The Tijuana River Watershed drains 1750 square miles, 3/4 of which lies in Mexico. It is bounded on the north by the Laguna Mountains in the U.S. and to the southwest by the Sierra Juárez in Mexico. Major tributaries are Cottonwood Creek (U.S.), Pine Creek (U.S.) and the Río Las Palmas system ( Mexico). The watershed is characterized by steep hilly terrain. The vegetation ranges from chaparral to coastal sage scrub, with conifer forests in the mountains, riparian zones and vernal pools, and wetlands in the estuary. The climate is Mediterranean, with annual temperatures ranging from 8 to 18 degrees C. Precipitation average 150mm/year (150-650mm range).

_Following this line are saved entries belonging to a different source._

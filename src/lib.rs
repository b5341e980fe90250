// invoice-pdf-service/src/lib.rs

pub mod calculator;
pub mod config;
pub mod error;
pub mod http;
pub mod models;
pub mod pipeline;
pub mod renderers;
pub mod startup;
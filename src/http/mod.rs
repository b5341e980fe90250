// invoice-pdf-service/src/http/mod.rs

mod extract;
mod handler;

pub use extract::ValidatedJson;
pub use handler::{generate_invoice, health_check, preflight_no_content};
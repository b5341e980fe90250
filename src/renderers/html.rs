// invoice-pdf-service/src/renderers/html.rs

use crate::error::Result;
use crate::models::InvoiceDocument;
use handlebars::Handlebars;
use std::path::Path;
use tracing::{debug, info};

const TEMPLATE_NAME: &str = "invoice";

/// Holds the compiled invoice template. Built once at startup, read-only after.
pub struct HtmlRenderer {
    handlebars: Handlebars<'static>,
}

impl HtmlRenderer {
    pub fn from_file(path: impl AsRef<Path>, escape_html: bool) -> Result<Self> {
        let path = path.as_ref();
        let mut handlebars = Self::engine(escape_html);
        handlebars.register_template_file(TEMPLATE_NAME, path)?;

        info!(path = %path.display(), escape_html, "Invoice template loaded");

        Ok(Self { handlebars })
    }

    pub fn from_template_str(source: &str, escape_html: bool) -> Result<Self> {
        let mut handlebars = Self::engine(escape_html);
        handlebars.register_template_string(TEMPLATE_NAME, source)?;

        Ok(Self { handlebars })
    }

    fn engine(escape_html: bool) -> Handlebars<'static> {
        let mut handlebars = Handlebars::new();
        handlebars.set_strict_mode(false);
        if !escape_html {
            handlebars.register_escape_fn(handlebars::no_escape);
        }
        handlebars
    }

    pub fn render(&self, document: &InvoiceDocument<'_>) -> Result<String> {
        let html = self.handlebars.render(TEMPLATE_NAME, document)?;

        debug!(
            invoice_no = %document.data.invoice_no,
            size_bytes = html.len(),
            "Invoice HTML rendered"
        );

        Ok(html)
    }
}
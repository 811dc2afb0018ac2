//! In-memory record model: groups, their objects and their requests.
//!
//! These are plain value types. Persistence lives in [`crate::store`].

mod group_record;
mod object_record;
mod request_record;
mod states;

pub use group_record::GroupRecord;
pub use object_record::ObjectRecord;
pub use request_record::RequestRecord;
pub use states::{ObjectStates, RequestStates};
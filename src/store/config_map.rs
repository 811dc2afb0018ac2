//! ConfigMap-backed group record store.
//!
//! Stores each group record as one ConfigMap named
//! `safe_subdomain_name("kdr-" + uid)` in the configured storage namespace.
//! The object type, version and data field are configurable.

use crate::config::PersistenceConfig;
use crate::error::DriverError;
use crate::kubeclient::KubeApiController;
use crate::kubeobjects::ObjectConfiguration;
use crate::names::safe_subdomain_name;
use crate::records::GroupRecord;
use crate::store::format::{decode_group, encode_group, StorageDocument};
use crate::store::RecordPersistence;
use async_trait::async_trait;
use serde_json::{Map, Value};
use std::sync::Arc;

/// Prefix of every storage object name.
pub const RECORD_NAME_PREFIX: &str = "kdr-";

/// Turns a candidate name into one the storage backend accepts.
pub type NameSanitizer = fn(&str) -> String;

/// [`RecordPersistence`] over a generic [`KubeApiController`].
pub struct ConfigMapRecordPersistence<C: ?Sized> {
    client: Arc<C>,
    config: PersistenceConfig,
    sanitize: NameSanitizer,
}

impl<C: KubeApiController + ?Sized> ConfigMapRecordPersistence<C> {
    pub fn new(client: Arc<C>, config: PersistenceConfig) -> Self {
        Self {
            client,
            config,
            sanitize: safe_subdomain_name,
        }
    }

    /// Replace the default DNS-1123 sanitizer.
    pub fn with_name_sanitizer(mut self, sanitize: NameSanitizer) -> Self {
        self.sanitize = sanitize;
        self
    }

    pub fn config(&self) -> &PersistenceConfig {
        &self.config
    }

    /// Name of the storage object holding the record for `group_uid`.
    pub fn storage_name(&self, group_uid: &str) -> String {
        (self.sanitize)(&format!("{}{}", RECORD_NAME_PREFIX, group_uid))
    }

    /// Whether a record is stored for `group_uid`.
    pub async fn exists(&self, group_uid: &str) -> Result<bool, DriverError> {
        let name = self.storage_name(group_uid);
        let found = self
            .client
            .safe_read_object(
                &self.config.api_version,
                &self.config.kind,
                &name,
                Some(self.config.storage_namespace.as_str()),
            )
            .await?;
        Ok(found.is_some())
    }

    fn build_storage_object(
        &self,
        group: &GroupRecord,
    ) -> Result<ObjectConfiguration, DriverError> {
        let document = encode_group(group)?;
        let data: Map<String, Value> = document
            .into_iter()
            .map(|(key, value)| (key, Value::String(value)))
            .collect();

        let mut body = Map::new();
        body.insert(self.config.data_field.clone(), Value::Object(data));

        Ok(ObjectConfiguration::build(
            &self.config.api_version,
            &self.config.kind,
            &self.storage_name(group.uid()),
            Some(self.config.storage_namespace.as_str()),
            body,
        ))
    }

    fn read_storage_object(
        &self,
        object: &ObjectConfiguration,
    ) -> Result<GroupRecord, DriverError> {
        let field = self.config.data_field.as_str();
        let mut document = StorageDocument::new();
        match object.field(field) {
            None | Some(Value::Null) => {}
            Some(Value::Object(data)) => {
                for (key, value) in data {
                    let value = value.as_str().ok_or_else(|| {
                        DriverError::decode(key.as_str(), "stored value is not a string")
                    })?;
                    document.insert(key.clone(), value.to_string());
                }
            }
            Some(_) => {
                return Err(DriverError::decode(field, "data field is not a mapping"));
            }
        }
        decode_group(&document)
    }
}

#[async_trait]
impl<C: KubeApiController + ?Sized> RecordPersistence for ConfigMapRecordPersistence<C> {
    async fn create(&self, group: &GroupRecord) -> Result<(), DriverError> {
        let object = self.build_storage_object(group)?;
        tracing::debug!(
            group = group.uid(),
            name = object.name().unwrap_or_default(),
            namespace = %self.config.storage_namespace,
            "creating group record"
        );
        self.client
            .create_object(&object, Some(self.config.storage_namespace.as_str()))
            .await?;
        Ok(())
    }

    async fn update(&self, group: &GroupRecord) -> Result<(), DriverError> {
        let object = self.build_storage_object(group)?;
        tracing::debug!(
            group = group.uid(),
            name = object.name().unwrap_or_default(),
            namespace = %self.config.storage_namespace,
            "updating group record"
        );
        self.client
            .update_object(&object, Some(self.config.storage_namespace.as_str()))
            .await?;
        Ok(())
    }

    async fn get(&self, group_uid: &str) -> Result<GroupRecord, DriverError> {
        let name = self.storage_name(group_uid);
        tracing::debug!(
            group = group_uid,
            name = %name,
            namespace = %self.config.storage_namespace,
            "reading group record"
        );
        let object = self
            .client
            .read_object(
                &self.config.api_version,
                &self.config.kind,
                &name,
                Some(self.config.storage_namespace.as_str()),
            )
            .await?;

        self.read_storage_object(&object).map_err(|e| {
            tracing::warn!(
                group = group_uid,
                name = %name,
                error = %e,
                "stored group record is unreadable"
            );
            e
        })
    }

    async fn delete(&self, group_uid: &str) -> Result<(), DriverError> {
        let name = self.storage_name(group_uid);
        tracing::debug!(
            group = group_uid,
            name = %name,
            namespace = %self.config.storage_namespace,
            "deleting group record"
        );
        self.client
            .delete_object(
                &self.config.api_version,
                &self.config.kind,
                &name,
                Some(self.config.storage_namespace.as_str()),
            )
            .await
    }
}

#[cfg(all(test, feature = "memory-client"))]
mod tests {
    use super::*;
    use crate::kubeclient::MemoryApiController;
    use crate::records::{ObjectRecord, ObjectStates, RequestRecord, RequestStates};
    use serde_json::json;

    fn make_store() -> (
        Arc<MemoryApiController>,
        ConfigMapRecordPersistence<MemoryApiController>,
    ) {
        let client = Arc::new(MemoryApiController::new());
        let config = PersistenceConfig::default().with_storage_namespace("driver-records");
        let store = ConfigMapRecordPersistence::new(client.clone(), config);
        (client, store)
    }

    fn make_group(uid: &str) -> GroupRecord {
        let config = ObjectConfiguration::new(json!({
            "apiVersion": "v1",
            "kind": "Service",
            "metadata": {"name": "web", "namespace": "apps"},
            "spec": {"ports": [{"port": 80, "targetPort": 8080}]}
        }))
        .unwrap();
        let mut group = GroupRecord::new(uid);
        group.add_object(ObjectRecord::create_requested(config));
        group.add_request(RequestRecord::new("req-1", "Deploy")).unwrap();
        group
    }

    #[tokio::test]
    async fn test_storage_object_layout() {
        let (client, store) = make_store();
        store.create(&make_group("grp-1")).await.unwrap();

        let stored = client
            .read_object("v1", "ConfigMap", "kdr-grp-1", Some("driver-records"))
            .await
            .unwrap();
        assert_eq!(stored.namespace(), Some("driver-records"));

        let data = stored.field("data").unwrap().as_object().unwrap();
        assert_eq!(data["uid"], json!("grp-1"));
        assert!(data["objects"].is_string());
        assert!(data["requests"].is_string());
        assert_eq!(data.len(), 3);
    }

    #[tokio::test]
    async fn test_lifecycle() {
        let (client, store) = make_store();
        let mut group = make_group("grp-1");

        store.create(&group).await.unwrap();
        assert!(store.exists("grp-1").await.unwrap());
        assert_eq!(store.get("grp-1").await.unwrap(), group);

        group.objects_mut()[0].set_state(ObjectStates::CREATED);
        group.request_mut("req-1").unwrap().complete();
        store.update(&group).await.unwrap();

        let loaded = store.get("grp-1").await.unwrap();
        assert_eq!(loaded.objects()[0].state, ObjectStates::CREATED);
        assert_eq!(loaded.requests()[0].state, RequestStates::COMPLETE);

        store.delete("grp-1").await.unwrap();
        assert!(!store.exists("grp-1").await.unwrap());
        assert_eq!(client.object_count().await, 0);
    }

    #[tokio::test]
    async fn test_custom_kind_and_data_field() {
        let client = Arc::new(MemoryApiController::new());
        let config = PersistenceConfig {
            storage_namespace: "records".to_string(),
            api_version: "example.com/v1".to_string(),
            kind: "RecordStore".to_string(),
            data_field: "entries".to_string(),
        };
        let store = ConfigMapRecordPersistence::new(client.clone(), config);
        let group = make_group("grp-2");
        store.create(&group).await.unwrap();

        let stored = client
            .read_object("example.com/v1", "RecordStore", "kdr-grp-2", Some("records"))
            .await
            .unwrap();
        assert!(stored.field("entries").is_some());
        assert!(stored.field("data").is_none());
        assert_eq!(store.get("grp-2").await.unwrap(), group);
    }

    #[test]
    fn test_custom_sanitizer() {
        fn upper(candidate: &str) -> String {
            candidate.to_uppercase()
        }
        let (_client, store) = make_store();
        let store = store.with_name_sanitizer(upper);
        assert_eq!(store.storage_name("grp-1"), "KDR-GRP-1");
    }

    #[tokio::test]
    async fn test_non_string_data_value_fails_decode() {
        let (client, store) = make_store();
        let broken = ObjectConfiguration::new(json!({
            "apiVersion": "v1",
            "kind": "ConfigMap",
            "metadata": {"name": "kdr-grp-9", "namespace": "driver-records"},
            "data": {"uid": "grp-9", "objects": 42}
        }))
        .unwrap();
        client.create_object(&broken, None).await.unwrap();

        match store.get("grp-9").await.unwrap_err() {
            DriverError::Decode { field, .. } => assert_eq!(field, "objects"),
            other => panic!("expected decode error, got {:?}", other),
        }
    }

    #[tokio::test]
    async fn test_works_through_trait_object() {
        let client: Arc<dyn KubeApiController> = Arc::new(MemoryApiController::new());
        let store: Box<dyn RecordPersistence> = Box::new(ConfigMapRecordPersistence::new(
            client,
            PersistenceConfig::default(),
        ));
        let group = make_group("grp-dyn");
        store.create(&group).await.unwrap();
        assert_eq!(store.get("grp-dyn").await.unwrap(), group);
    }
}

The rapidly expanding population in the watershed, particularly in the city of Tijuana, is covering the upland terrain with unplanned housing developments. Storms moving through deforested and vegetated hillsides send sediment down eroding gullies, bringing metals, PCBs, nutrients, pesticides and trash into the mouth of the river. Water quality is also compromised, and beach advisories are often posted during the wet weather season.
The Border 2012 Grant Program funded a binational volunteer beach monitoring program. Information about water quality at beaches in Mexico was posted on a website, in parallel to the EPA-funded BEACH Act monitoring program in San Diego County. Currently, EPA is funding a pilot program administered by the International Community Foundation to support locally initiated small projects to reduce sediment movement in the watershed.
EPA worked with the International Boundary and Water Commission (IBWC), the City of San Diego, the Army Corps of Engineers (ACOE) and the California Regional Water Quality Control Board, San Diego Region, to oversee the construction of the International Wastewater Treatment Plant and South Bay Ocean Outfall which treats dry weather flows discharged into the Tijuana River.
The EPA Border Environment Infrastructure Fund (BEIF), working through the Border Environment Cooperation Commission (BECC) and the North American Development Bank (NADB) with the Comisión Nacional del Agua ( CNA) and the Comisión Estatal de Servicios Públicos de Tijuana (CESPT) has supported a number of wastewater-related projects, including development of a Tijuana 20-year Master Plan for drinking water and wastewater facilities and improvements to the wastewater collection system throughout the city.
Additional Watershed Projects and Partnerships
The Southwest Center for Environmental Research and Policy (SCERP), funded by EPA, has supported studies in the Tijuana Watershed conducted by San Diego State University and El Colegio de la Frontera Norte, from which a Tijuana River Watershed Atlas has been developed. The Baja California/California Water Task Force, convened in 2004, has taken as its work the implementation of the recommendations of the Tijuana Watershed Advisory Committee, a San Diego County-sponsored effort to survey watershed residents and to develop a document that contains information and recommendations for actions to restore and maintain ecological function and public health in the region.